■ **Exercise objective**: Everything in the data below is left aside except the lines from the one containing "waits, graceful termination." through the one containing "pub(crate) const WAIT_TICK: Duration"; repeat those exactly.

■ **Dataset**:
"""

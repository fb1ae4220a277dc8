//! Subprocess helpers: tool lookup, bounded waits, graceful termination.

use std::ffi::OsStr;
use std::io::{self, Read};
use std::path::{Path, PathBuf};
use std::process::{Child, Command, ExitStatus, Stdio};
use std::thread::{self, JoinHandle};
use std::time::{Duration, Instant};

use tracing::{debug, warn};

use crate::cancel::CancelToken;

/// How often blocking waits re-check the child.
pub(crate) const WAIT_TICK: Duration = Duration::from_millis(25);

/// Resolve `program` to an executable file.
///
/// Names containing a path separator are checked directly, bare names are
/// looked up on `PATH`.
pub fn find_program(program: impl AsRef<Path>) -> Option<PathBuf> {
    let program = program.as_ref();
    if program.components().count() > 1 {
        return is_executable(program).then(|| program.to_path_buf());
    }

    let path = std::env::var_os("PATH")?;
    std::env::split_paths(&path)
        .map(|dir| dir.join(program))
        .find(|candidate| is_executable(candidate))
}

#[cfg(unix)]
fn is_executable(path: &Path) -> bool {
    use std::os::unix::fs::PermissionsExt;
    path.metadata()
        .map(|m| m.is_file() && m.permissions().mode() & 0o111 != 0)
        .unwrap_or(false)
}

#[cfg(not(unix))]
fn is_executable(path: &Path) -> bool {
    path.is_file()
}

/// Output of a finished (or timed out) command.
#[derive(Debug)]
pub struct Captured {
    /// `None` when the command was killed after the timeout.
    pub status: Option<ExitStatus>,
    pub stdout: String,
    pub stderr: String,
}

impl Captured {
    pub fn timed_out(&self) -> bool {
        self.status.is_none()
    }

    pub fn success(&self) -> bool {
        self.status.map(|s| s.success()).unwrap_or(false)
    }
}

/// Read a pipe to the end on a helper thread so the child never blocks on a full pipe.
pub(crate) fn drain<R: Read + Send + 'static>(reader: Option<R>) -> Option<JoinHandle<String>> {
    reader.map(|mut r| {
        thread::spawn(move || {
            let mut buf = Vec::new();
            let _ = r.read_to_end(&mut buf);
            String::from_utf8_lossy(&buf).into_owned()
        })
    })
}

pub(crate) fn collect(handle: Option<JoinHandle<String>>) -> String {
    handle.and_then(|h| h.join().ok()).unwrap_or_default()
}

/// Run `cmd` to completion, capturing stdout and stderr, killing it after `timeout`.
pub fn run_with_timeout(cmd: &mut Command, timeout: Duration) -> io::Result<Captured> {
    let mut child = cmd
        .stdin(Stdio::null())
        .stdout(Stdio::piped())
        .stderr(Stdio::piped())
        .spawn()?;

    let stdout = drain(child.stdout.take());
    let stderr = drain(child.stderr.take());

    let deadline = Instant::now() + timeout;
    let status = loop {
        if let Some(status) = child.try_wait()? {
            break Some(status);
        }
        if Instant::now() >= deadline {
            warn!(pid = child.id(), ?timeout, "command timed out, killing");
            let _ = child.kill();
            let _ = child.wait();
            break None;
        }
        thread::sleep(WAIT_TICK);
    };

    Ok(Captured {
        status,
        stdout: collect(stdout),
        stderr: collect(stderr),
    })
}

/// Wait for `child`, polling `cancel` between checks.
///
/// Returns `Ok(None)` if cancelled; the child is still running in that case.
pub fn wait_cancellable(child: &mut Child, cancel: &CancelToken) -> io::Result<Option<ExitStatus>> {
    loop {
        if cancel.is_cancelled() {
            return Ok(None);
        }
        if let Some(status) = child.try_wait()? {
            return Ok(Some(status));
        }
        thread::sleep(WAIT_TICK);
    }
}

/// Ask the child to exit, then kill it if it is still alive after `grace`.
pub fn terminate(child: &mut Child, grace: Duration) -> io::Result<ExitStatus> {
    if let Some(status) = child.try_wait()? {
        return Ok(status);
    }

    request_stop(child);

    let deadline = Instant::now() + grace;
    while Instant::now() < deadline {
        if let Some(status) = child.try_wait()? {
            debug!(pid = child.id(), "child exited after stop request");
            return Ok(status);
        }
        thread::sleep(WAIT_TICK);
    }

    warn!(pid = child.id(), ?grace, "child ignored stop request, killing");
    child.kill()?;
    child.wait()
}

#[cfg(unix)]
fn request_stop(child: &Child) {
    use nix::sys::signal::{kill, Signal};
    use nix::unistd::Pid;

    if let Err(e) = kill(Pid::from_raw(child.id() as i32), Signal::SIGTERM) {
        debug!(pid = child.id(), error = %e, "SIGTERM failed");
    }
}

#[cfg(not(unix))]
fn request_stop(child: &mut Child) {
    let _ = child.kill();
}

/// Render a command line for log messages.
pub(crate) fn describe(program: &Path, args: &[&OsStr]) -> String {
    let mut out = program.display().to_string();
    for arg in args {
        out.push(' ');
        out.push_str(&arg.to_string_lossy());
    }
    out
}

#[cfg(all(test, unix))]
pub(crate) mod tests {
    use super::*;
    use std::fs;
    use std::os::unix::fs::PermissionsExt;

    /// Write an executable `/bin/sh` script into `dir`.
    pub(crate) fn script(dir: &Path, name: &str, body: &str) -> PathBuf {
        let path = dir.join(name);
        fs::write(&path, format!("#!/bin/sh\n{}\n", body)).unwrap();
        fs::set_permissions(&path, fs::Permissions::from_mode(0o755)).unwrap();
        path
    }

    #[test]
    fn find_program_by_path_and_name() {
        let dir = tempfile::tempdir().unwrap();
        let tool = script(dir.path(), "fake-tool", "exit 0");

        assert_eq!(find_program(&tool), Some(tool.clone()));
        assert!(find_program(dir.path().join("absent")).is_none());
        assert!(find_program("sh").is_some());
        assert!(find_program("definitely-not-installed-tool-xyz").is_none());
    }

    #[test]
    fn non_executable_file_is_not_a_program() {
        let dir = tempfile::tempdir().unwrap();
        let path = dir.path().join("plain.txt");
        fs::write(&path, "hello").unwrap();
        assert!(find_program(&path).is_none());
    }

    #[test]
    fn run_with_timeout_captures_output() {
        let out = run_with_timeout(
            Command::new("sh").args(["-c", "echo out; echo err >&2; exit 3"]),
            Duration::from_secs(5),
        )
        .unwrap();

        assert_eq!(out.stdout.trim(), "out");
        assert_eq!(out.stderr.trim(), "err");
        assert_eq!(out.status.and_then(|s| s.code()), Some(3));
        assert!(!out.success());
    }

    #[test]
    fn run_with_timeout_kills_slow_commands() {
        let started = Instant::now();
        let out = run_with_timeout(
            Command::new("sh").args(["-c", "exec sleep 30"]),
            Duration::from_millis(200),
        )
        .unwrap();

        assert!(out.timed_out());
        assert!(started.elapsed() < Duration::from_secs(10));
    }

    #[test]
    fn terminate_stops_cooperative_child() {
        let mut child = Command::new("sh").args(["-c", "exec sleep 30"]).spawn().unwrap();
        let started = Instant::now();
        let status = terminate(&mut child, Duration::from_secs(5)).unwrap();

        assert!(!status.success());
        assert!(started.elapsed() < Duration::from_secs(5));
    }

    #[test]
    fn terminate_escalates_when_term_is_ignored() {
        let mut child = Command::new("sh")
            .args(["-c", "trap '' TERM; while true; do sleep 1; done"])
            .spawn()
            .unwrap();
        thread::sleep(Duration::from_millis(100));

        let started = Instant::now();
        terminate(&mut child, Duration::from_millis(300)).unwrap();
        assert!(started.elapsed() >= Duration::from_millis(300));
        assert!(child.try_wait().unwrap().is_some());
    }

    #[test]
    fn wait_cancellable_returns_none_on_cancel() {
        let mut child = Command::new("sh").args(["-c", "exec sleep 30"]).spawn().unwrap();
        let token = CancelToken::new();
        token.cancel();

        assert!(wait_cancellable(&mut child, &token).unwrap().is_none());
        terminate(&mut child, Duration::from_secs(1)).unwrap();
    }
}
//! Cooperative cancellation.

use std::sync::atomic::{AtomicBool, Ordering};
use std::sync::Arc;

/// Cloneable stop flag. Every clone observes the same flag.
#[derive(Debug, Clone, Default)]
pub struct CancelToken {
    flag: Arc<AtomicBool>,
}

impl CancelToken {
    pub fn new() -> Self {
        Self::default()
    }

    /// Request a stop. Workers notice it at their next check.
    pub fn cancel(&self) {
        self.flag.store(true, Ordering::SeqCst);
    }

    pub fn is_cancelled(&self) -> bool {
        self.flag.load(Ordering::SeqCst)
    }
}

"""

■ **Worked solution**:
//! Subprocess helpers: tool lookup, bounded waits, graceful termination.

use std::ffi::OsStr;
use std::io::{self, Read};
use std::path::{Path, PathBuf};
use std::process::{Child, Command, ExitStatus, Stdio};
use std::thread::{self, JoinHandle};
use std::time::{Duration, Instant};

use tracing::{debug, warn};

use crate::cancel::CancelToken;

/// How often blocking waits re-check the child.
pub(crate) const WAIT_TICK: Duration = Duration::from_millis(25);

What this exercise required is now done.